It should be noted that each temperature control loop corresponds to a different temperature range, and a plurality of temperature control loops are independently equipped and separately operated, so that the control requirements are low, the mutual influence is avoided, and the realization is easy. Because the mixed refrigerant carries out the heat exchange in stages, the evaporation temperature of the refrigerant is reduced step by step so as to realize the gradual reduction of the control temperature of the temperature control loop.

Based on the foregoing, in the embodiment of the present invention, the self-cascade refrigeration system using a single compressor COMP can reduce the number of compressors COMP, simplify a heat exchange loop, and contribute to reducing equipment cost, compared with a refrigeration system using multiple compressors COMP, and by performing innovative associated design on the self-cascade refrigeration system and a temperature control loop, a low temperature below-100 ℃ can be realized, and a set of self-cascade refrigeration system can provide a wide temperature zone cooling liquid for multiple temperature control loops. The wide temperature range of the temperature control circuits reaches the low temperature below 100 ℃ below zero, and the development of low-temperature control equipment of the advanced semiconductor process is actively promoted.

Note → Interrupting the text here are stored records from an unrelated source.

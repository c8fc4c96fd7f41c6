//! Authentication extractors.

use std::future::{Ready, ready};
use std::sync::Arc;

use actix_web::{FromRequest, HttpRequest, dev::Payload, http::header, web};
use uuid::Uuid;

use scribe_core::ports::{AuthError, TokenClaims, TokenService};

use super::error::AppError;

/// Verified bearer token subject.
#[derive(Debug, Clone)]
pub struct Identity {
    pub user_id: Uuid,
    pub email: String,
}

impl From<TokenClaims> for Identity {
    fn from(claims: TokenClaims) -> Self {
        Self {
            user_id: claims.user_id,
            email: claims.email,
        }
    }
}

impl FromRequest for Identity {
    type Error = AppError;
    type Future = Ready<Result<Self, Self::Error>>;

    fn from_request(req: &HttpRequest, _payload: &mut Payload) -> Self::Future {
        ready(authenticate(req).map_err(AppError::from))
    }
}

fn authenticate(req: &HttpRequest) -> Result<Identity, AuthError> {
    let Some(token_service) = req.app_data::<web::Data<Arc<dyn TokenService>>>() else {
        tracing::error!("TokenService not found in app data");
        return Err(AuthError::InvalidToken("Server configuration error".to_string()));
    };

    let auth_header = req
        .headers()
        .get(header::AUTHORIZATION)
        .ok_or(AuthError::MissingAuth)?;

    let auth_str = auth_header
        .to_str()
        .map_err(|_| AuthError::InvalidToken("Invalid authorization header".to_string()))?;

    let token = auth_str
        .strip_prefix("Bearer ")
        .ok_or_else(|| AuthError::InvalidToken("Expected Bearer token".to_string()))?;

    token_service.validate_token(token).map(Identity::from)
}

/// Outcome of reading the bearer token. Never rejects the request; the
/// GraphQL gate decides per operation whether credentials are required.
#[derive(Debug, Clone)]
pub enum Credentials {
    Anonymous,
    Verified(Identity),
    Rejected(String),
}

impl FromRequest for Credentials {
    type Error = actix_web::Error;
    type Future = Ready<Result<Self, Self::Error>>;

    fn from_request(req: &HttpRequest, _payload: &mut Payload) -> Self::Future {
        let credentials = match authenticate(req) {
            Ok(identity) => Credentials::Verified(identity),
            Err(AuthError::MissingAuth) => Credentials::Anonymous,
            Err(e) => {
                tracing::debug!(error = %e, "Bearer token rejected");
                Credentials::Rejected(AppError::from(e).to_string())
            }
        };
        ready(Ok(credentials))
    }
}
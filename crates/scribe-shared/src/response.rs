//! Standardized API response types (RFC 7807 compliant for errors).

use serde::{Deserialize, Serialize};

use crate::dto::ErrorCode;

/// Standard successful API response wrapper.
#[derive(Debug, Clone, Serialize, Deserialize)]
pub struct ApiResponse<T> {
    pub success: bool,
    pub data: Option<T>,
    #[serde(skip_serializing_if = "Option::is_none")]
    pub message: Option<String>,
}

impl<T> ApiResponse<T> {
    pub fn ok(data: T) -> Self {
        Self {
            success: true,
            data: Some(data),
            message: None,
        }
    }
}

/// RFC 7807 Problem Details for HTTP APIs.
///
/// See: https://datatracker.ietf.org/doc/html/rfc7807
#[derive(Debug, Clone, Serialize, Deserialize)]
pub struct ErrorResponse {
    /// A URI reference that identifies the problem type.
    #[serde(rename = "type")]
    pub error_type: String,

    /// A short, human-readable summary of the problem type.
    pub title: String,

    /// The HTTP status code.
    pub status: u16,

    /// Machine-readable code, same vocabulary as GraphQL errors.
    pub code: ErrorCode,

    /// A human-readable explanation specific to this occurrence.
    #[serde(skip_serializing_if = "Option::is_none")]
    pub detail: Option<String>,
}

impl ErrorResponse {
    pub fn new(code: ErrorCode, title: impl Into<String>) -> Self {
        Self {
            error_type: "about:blank".to_string(),
            title: title.into(),
            status: code.status(),
            code,
            detail: None,
        }
    }

    pub fn with_detail(mut self, detail: impl Into<String>) -> Self {
        self.detail = Some(detail.into());
        self
    }

    pub fn bad_request(detail: impl Into<String>) -> Self {
        Self::new(ErrorCode::BadUserInput, "Bad Request").with_detail(detail)
    }

    pub fn unauthorized() -> Self {
        Self::new(ErrorCode::Unauthenticated, "Unauthorized")
    }

    pub fn forbidden(detail: impl Into<String>) -> Self {
        Self::new(ErrorCode::Forbidden, "Forbidden").with_detail(detail)
    }

    pub fn not_found(detail: impl Into<String>) -> Self {
        Self::new(ErrorCode::NotFound, "Not Found").with_detail(detail)
    }

    pub fn conflict(detail: impl Into<String>) -> Self {
        Self::new(ErrorCode::Conflict, "Conflict").with_detail(detail)
    }

    pub fn internal_error() -> Self {
        Self::new(ErrorCode::Internal, "Internal Server Error")
    }
}
//! Self-service registration.

use actix_web::{HttpResponse, web};
use scribe_shared::{AuthResponse, RegisterUserRequest};

use crate::middleware::error::AppResult;
use crate::state::AppState;

/// POST /api/auth/register - Create an account and issue its bearer token.
pub async fn register(
    state: web::Data<AppState>,
    body: web::Json<RegisterUserRequest>,
) -> AppResult<HttpResponse> {
    let body = body.into_inner();
    let user = state.users.register(body.email, body.name).await?;

    let access_token = state.token_service.generate_token(user.id, &user.email)?;

    Ok(HttpResponse::Created().json(AuthResponse {
        access_token,
        token_type: "Bearer".to_string(),
        expires_in: state.token_service.expiration_seconds().max(0) as u64,
    }))
}
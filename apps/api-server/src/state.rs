//! Application state - shared across all handlers.

use std::sync::Arc;

use scribe_core::domain::{Blog, BlogPost, User};
use scribe_core::ports::{BlogPostRepository, BlogRepository, TokenService, UserRepository};
use scribe_core::services::{BlogPostService, BlogService, UserService};
use scribe_infra::{DatabaseConfig, InMemoryRepository, JwtConfig, JwtTokenService};

#[cfg(feature = "postgres")]
use scribe_infra::DatabaseConnections;
#[cfg(feature = "postgres")]
use scribe_infra::database::{
    PostgresBlogPostRepository, PostgresBlogRepository, PostgresUserRepository,
};

/// Backing store in use.
#[derive(Debug, Clone, Copy, PartialEq, Eq)]
pub enum Storage {
    Postgres,
    Memory,
}

impl Storage {
    pub fn as_str(&self) -> &'static str {
        match self {
            Storage::Postgres => "postgres",
            Storage::Memory => "memory",
        }
    }
}

/// The three repositories every service is built from.
pub struct Repositories {
    pub users: Arc<UserRepository>,
    pub blogs: Arc<BlogRepository>,
    pub posts: Arc<BlogPostRepository>,
}

impl Repositories {
    pub fn in_memory() -> Self {
        let blogs = InMemoryRepository::<Blog>::new();
        let posts = InMemoryRepository::<BlogPost>::with_blogs(&blogs);
        Self {
            users: Arc::new(InMemoryRepository::<User>::new()),
            blogs: Arc::new(blogs),
            posts: Arc::new(posts),
        }
    }

    #[cfg(feature = "postgres")]
    pub fn postgres(connections: &DatabaseConnections) -> Self {
        Self {
            users: Arc::new(PostgresUserRepository::new(connections.main.clone())),
            blogs: Arc::new(PostgresBlogRepository::new(connections.main.clone())),
            posts: Arc::new(PostgresBlogPostRepository::new(connections.main.clone())),
        }
    }
}

/// Shared application state.
#[derive(Clone)]
pub struct AppState {
    pub users: UserService,
    pub blogs: BlogService,
    pub posts: BlogPostService,
    pub token_service: Arc<dyn TokenService>,
    pub storage: Storage,
}

impl AppState {
    /// Build the application state with appropriate implementations.
    pub async fn new(db_config: Option<&DatabaseConfig>, jwt: JwtConfig) -> Self {
        let (repos, storage) = Self::repositories(db_config).await;
        let token_service: Arc<dyn TokenService> = Arc::new(JwtTokenService::new(jwt));

        tracing::info!(storage = storage.as_str(), "Application state initialized");
        Self::from_parts(repos, token_service, storage)
    }

    pub fn from_parts(
        repos: Repositories,
        token_service: Arc<dyn TokenService>,
        storage: Storage,
    ) -> Self {
        let users = UserService::new(repos.users);
        let blogs = BlogService::new(repos.blogs, repos.posts.clone(), users.clone());
        let posts = BlogPostService::new(repos.posts, blogs.clone());

        Self {
            users,
            blogs,
            posts,
            token_service,
            storage,
        }
    }

    #[cfg(feature = "postgres")]
    async fn repositories(db_config: Option<&DatabaseConfig>) -> (Repositories, Storage) {
        let Some(config) = db_config else {
            tracing::warn!("DATABASE_URL not set. Running without database (in-memory mode).");
            return (Repositories::in_memory(), Storage::Memory);
        };

        match DatabaseConnections::init(config).await {
            Ok(connections) => (Repositories::postgres(&connections), Storage::Postgres),
            Err(e) => {
                tracing::error!(
                    "Failed to connect to database: {}. Using in-memory fallback.",
                    e
                );
                (Repositories::in_memory(), Storage::Memory)
            }
        }
    }

    #[cfg(not(feature = "postgres"))]
    async fn repositories(_db_config: Option<&DatabaseConfig>) -> (Repositories, Storage) {
        tracing::info!("Running without postgres feature - using in-memory repositories");
        (Repositories::in_memory(), Storage::Memory)
    }
}
//! Generic CRUD façade shared by every entity service.
//!
//! No authorization happens here; callers decide who may invoke what.

use std::sync::Arc;

use crate::error::{DomainError, RepoError};
use crate::ports::BaseRepository;
use crate::query::{FindOptions, Predicate, Record};

pub struct BaseService<T: Record> {
    repo: Arc<dyn BaseRepository<T>>,
}

impl<T: Record> Clone for BaseService<T> {
    fn clone(&self) -> Self {
        Self {
            repo: Arc::clone(&self.repo),
        }
    }
}

impl<T: Record> BaseService<T> {
    pub fn new(repo: Arc<dyn BaseRepository<T>>) -> Self {
        Self { repo }
    }

    pub async fn create(&self, entity: T) -> Result<T, DomainError> {
        Ok(self.repo.insert(entity).await?)
    }

    pub async fn find_one(&self, options: &FindOptions<T::Field>) -> Result<Option<T>, DomainError> {
        Ok(self.repo.find_one(options).await?)
    }

    /// Like [`find_one`](Self::find_one) but absence is a `NotFound` error.
    pub async fn find_one_or_fail(&self, options: &FindOptions<T::Field>) -> Result<T, DomainError> {
        self.find_one(options)
            .await?
            .ok_or_else(|| DomainError::not_found(T::ENTITY, options.describe()))
    }

    pub async fn find_and_count(
        &self,
        options: &FindOptions<T::Field>,
    ) -> Result<(Vec<T>, u64), DomainError> {
        Ok(self.repo.find_and_count(options).await?)
    }

    /// Persist a merged entity, bumping `updated_at`.
    pub async fn update(&self, mut entity: T) -> Result<T, DomainError> {
        let id = entity.id();
        entity.touch();
        self.repo.update(entity).await.map_err(|e| match e {
            RepoError::NotFound => DomainError::not_found(T::ENTITY, format!("id = {}", id)),
            other => other.into(),
        })
    }

    pub async fn soft_delete(&self, filter: &[Predicate<T::Field>]) -> Result<u64, DomainError> {
        Ok(self.repo.soft_delete(filter).await?)
    }

    pub async fn hard_delete(&self, filter: &[Predicate<T::Field>]) -> Result<u64, DomainError> {
        Ok(self.repo.hard_delete(filter).await?)
    }
}
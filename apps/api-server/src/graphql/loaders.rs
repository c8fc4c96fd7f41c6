//! DataLoaders for fields resolved on demand.

use std::collections::HashMap;
use std::sync::Arc;

use async_graphql::dataloader::Loader;
use scribe_core::DomainError;
use scribe_core::domain::User;
use scribe_core::services::UserService;
use uuid::Uuid;

/// Batches `Blog.author` lookups issued within one request tick into a
/// single `IN` query.
pub struct AuthorLoader {
    users: UserService,
}

impl AuthorLoader {
    pub fn new(users: UserService) -> Self {
        Self { users }
    }
}

impl Loader<Uuid> for AuthorLoader {
    type Value = User;
    type Error = Arc<DomainError>;

    async fn load(&self, keys: &[Uuid]) -> Result<HashMap<Uuid, Self::Value>, Self::Error> {
        tracing::debug!(authors = keys.len(), "Batch loading authors");

        let users = self.users.get_users(keys).await.map_err(Arc::new)?;
        Ok(users.into_iter().map(|u| (u.id, u)).collect())
    }
}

The last-stage self-cascade heat exchange loop comprises two heat exchangers, the two heat exchangers are respectively a last heat exchanger and a penultimate heat exchanger, and a heat release pipeline of the last heat exchanger is connected with two throttling parts; one throttling component is connected with a heat absorption pipeline of the last heat exchanger, and the heat absorption pipeline of the last heat exchanger is connected with a heat absorption pipeline of the penultimate heat exchanger; and the other throttling part is connected with a heat absorption pipeline of the last heat exchanger to realize the supercooling of the last heat exchanger, so that the last-stage temperature control loop can reach lower temperature.

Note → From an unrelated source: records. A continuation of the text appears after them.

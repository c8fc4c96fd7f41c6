//! Authentication ports.
//!
//! Tokens are issued once at registration; every later request only turns a
//! bearer token back into the subject it names.

use uuid::Uuid;

/// Claims carried by an access token.
#[derive(Debug, Clone)]
pub struct TokenClaims {
    pub user_id: Uuid,
    pub email: String,
    pub exp: i64,
}

/// Token service trait for JWT operations.
pub trait TokenService: Send + Sync {
    /// Generate an access token for a user.
    fn generate_token(&self, user_id: Uuid, email: &str) -> Result<String, AuthError>;

    /// Validate and decode a token.
    fn validate_token(&self, token: &str) -> Result<TokenClaims, AuthError>;

    /// Lifetime of issued tokens.
    fn expiration_seconds(&self) -> i64;
}

/// Authentication errors.
#[derive(Debug, thiserror::Error)]
pub enum AuthError {
    #[error("Token expired")]
    TokenExpired,

    #[error("Invalid token: {0}")]
    InvalidToken(String),

    #[error("Missing authorization header")]
    MissingAuth,
}
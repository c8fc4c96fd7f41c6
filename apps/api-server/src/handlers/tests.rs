use std::sync::Arc;

use actix_web::{App, http::StatusCode, test, web};
use scribe_core::domain::{Role, User};
use scribe_core::ports::TokenService;
use scribe_core::services::CreateUserRequest;
use scribe_infra::{JwtConfig, JwtTokenService};
use serde_json::{Value, json};

use super::configure_routes;
use crate::graphql::build_schema;
use crate::observability::RequestIdMiddleware;
use crate::state::{AppState, Repositories, Storage};

fn state() -> AppState {
    let token_service: Arc<dyn TokenService> =
        Arc::new(JwtTokenService::new(JwtConfig::default()));
    AppState::from_parts(Repositories::in_memory(), token_service, Storage::Memory)
}

macro_rules! service {
    ($state:expr) => {{
        let state: AppState = $state;
        test::init_service(
            App::new()
                .wrap(RequestIdMiddleware)
                .app_data(web::Data::new(build_schema(&state)))
                .app_data(web::Data::new(state.token_service.clone()))
                .app_data(web::Data::new(state.clone()))
                .configure(configure_routes),
        )
        .await
    }};
}

async fn writer(state: &AppState) -> (User, String) {
    let user = state
        .users
        .create_user(CreateUserRequest {
            email: "writer@example.com".to_string(),
            name: "Writer".to_string(),
            role: Role::Writer,
        })
        .await
        .unwrap();
    let token = state.token_service.generate_token(user.id, &user.email).unwrap();
    (user, token)
}

#[actix_web::test]
async fn test_health_reports_storage() {
    let app = service!(state());

    let req = test::TestRequest::get().uri("/api/health").to_request();
    let body: Value = test::call_and_read_body_json(&app, req).await;

    assert_eq!(body["success"], true);
    assert_eq!(body["data"]["status"], "ok");
    assert_eq!(body["data"]["storage"], "memory");
}

#[actix_web::test]
async fn test_me_requires_token() {
    let app = service!(state());

    let req = test::TestRequest::get().uri("/api/me").to_request();
    let res = test::call_service(&app, req).await;

    assert_eq!(res.status(), StatusCode::UNAUTHORIZED);
    let body: Value = test::read_body_json(res).await;
    assert_eq!(body["code"], "UNAUTHENTICATED");
}

#[actix_web::test]
async fn test_me_returns_account() {
    let state = state();
    let (user, token) = writer(&state).await;
    let app = service!(state);

    let req = test::TestRequest::get()
        .uri("/api/me")
        .insert_header(("Authorization", format!("Bearer {token}")))
        .to_request();
    let body: Value = test::call_and_read_body_json(&app, req).await;

    assert_eq!(body["data"]["id"], user.id.to_string());
    assert_eq!(body["data"]["role"], "writer");
}

#[actix_web::test]
async fn test_graphql_mutation_with_bearer_token() {
    let state = state();
    let (_, token) = writer(&state).await;
    let app = service!(state);

    let req = test::TestRequest::post()
        .uri("/graphql")
        .insert_header(("Authorization", format!("Bearer {token}")))
        .set_json(json!({
            "query": r#"mutation { createBlog(createBlogInput: { title: "Over HTTP" }) { title author { email } } }"#
        }))
        .to_request();
    let body: Value = test::call_and_read_body_json(&app, req).await;

    assert_eq!(body["data"]["createBlog"]["title"], "Over HTTP");
    assert_eq!(body["data"]["createBlog"]["author"]["email"], "writer@example.com");
}

#[actix_web::test]
async fn test_graphql_bad_token_only_blocks_guarded_operations() {
    let app = service!(state());

    let public = test::TestRequest::post()
        .uri("/graphql")
        .insert_header(("Authorization", "Bearer not-a-jwt"))
        .set_json(json!({ "query": "{ blogs { total } }" }))
        .to_request();
    let body: Value = test::call_and_read_body_json(&app, public).await;
    assert_eq!(body["data"]["blogs"]["total"], 0);

    let guarded = test::TestRequest::post()
        .uri("/graphql")
        .insert_header(("Authorization", "Bearer not-a-jwt"))
        .set_json(json!({ "query": "{ me { id } }" }))
        .to_request();
    let body: Value = test::call_and_read_body_json(&app, guarded).await;
    assert_eq!(body["errors"][0]["extensions"]["code"], "UNAUTHENTICATED");
}

#[actix_web::test]
async fn test_playground_is_served() {
    let app = service!(state());

    let req = test::TestRequest::get().uri("/graphql").to_request();
    let res = test::call_service(&app, req).await;

    assert!(res.status().is_success());
}

#[actix_web::test]
async fn test_register_issues_token_and_first_account_moderates() {
    let app = service!(state());

    let register = |email: &str| {
        test::TestRequest::post()
            .uri("/api/auth/register")
            .set_json(json!({ "email": email, "name": "Someone" }))
            .to_request()
    };

    let res = test::call_service(&app, register("first@example.com")).await;
    assert_eq!(res.status(), StatusCode::CREATED);
    let body: Value = test::read_body_json(res).await;
    assert_eq!(body["token_type"], "Bearer");
    assert_eq!(body["expires_in"], 86400);
    let token = body["access_token"].as_str().unwrap().to_string();

    let req = test::TestRequest::get()
        .uri("/api/me")
        .insert_header(("Authorization", format!("Bearer {token}")))
        .to_request();
    let body: Value = test::call_and_read_body_json(&app, req).await;
    assert_eq!(body["data"]["email"], "first@example.com");
    assert_eq!(body["data"]["role"], "moderator");

    let res = test::call_service(&app, register("second@example.com")).await;
    assert_eq!(res.status(), StatusCode::CREATED);

    let res = test::call_service(&app, register("FIRST@example.com")).await;
    assert_eq!(res.status(), StatusCode::CONFLICT);
    let body: Value = test::read_body_json(res).await;
    assert_eq!(body["code"], "CONFLICT");
}

#[actix_web::test]
async fn test_graphql_errors_carry_request_id() {
    let app = service!(state());

    let req = test::TestRequest::post()
        .uri("/graphql")
        .insert_header(("X-Request-ID", "req-42"))
        .set_json(json!({ "query": "{ me { id } }" }))
        .to_request();
    let res = test::call_service(&app, req).await;

    assert_eq!(res.headers().get("X-Request-ID").unwrap(), "req-42");
    let body: Value = test::read_body_json(res).await;
    assert_eq!(body["errors"][0]["extensions"]["code"], "UNAUTHENTICATED");
    assert_eq!(body["errors"][0]["extensions"]["requestId"], "req-42");
}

In the above, the self-cascade heat exchange loops may be provided with multiple stages, the number of the temperature control loops corresponds to the number of the self-cascade heat exchange loops, and the specific number of the stages is not limited.

Next, referring to fig. 1, the self-cascade heat exchange circuit and the temperature control circuit will be described by taking an example in which the self-cascade heat exchange circuit is provided with three stages and the temperature control circuit is provided with three stages.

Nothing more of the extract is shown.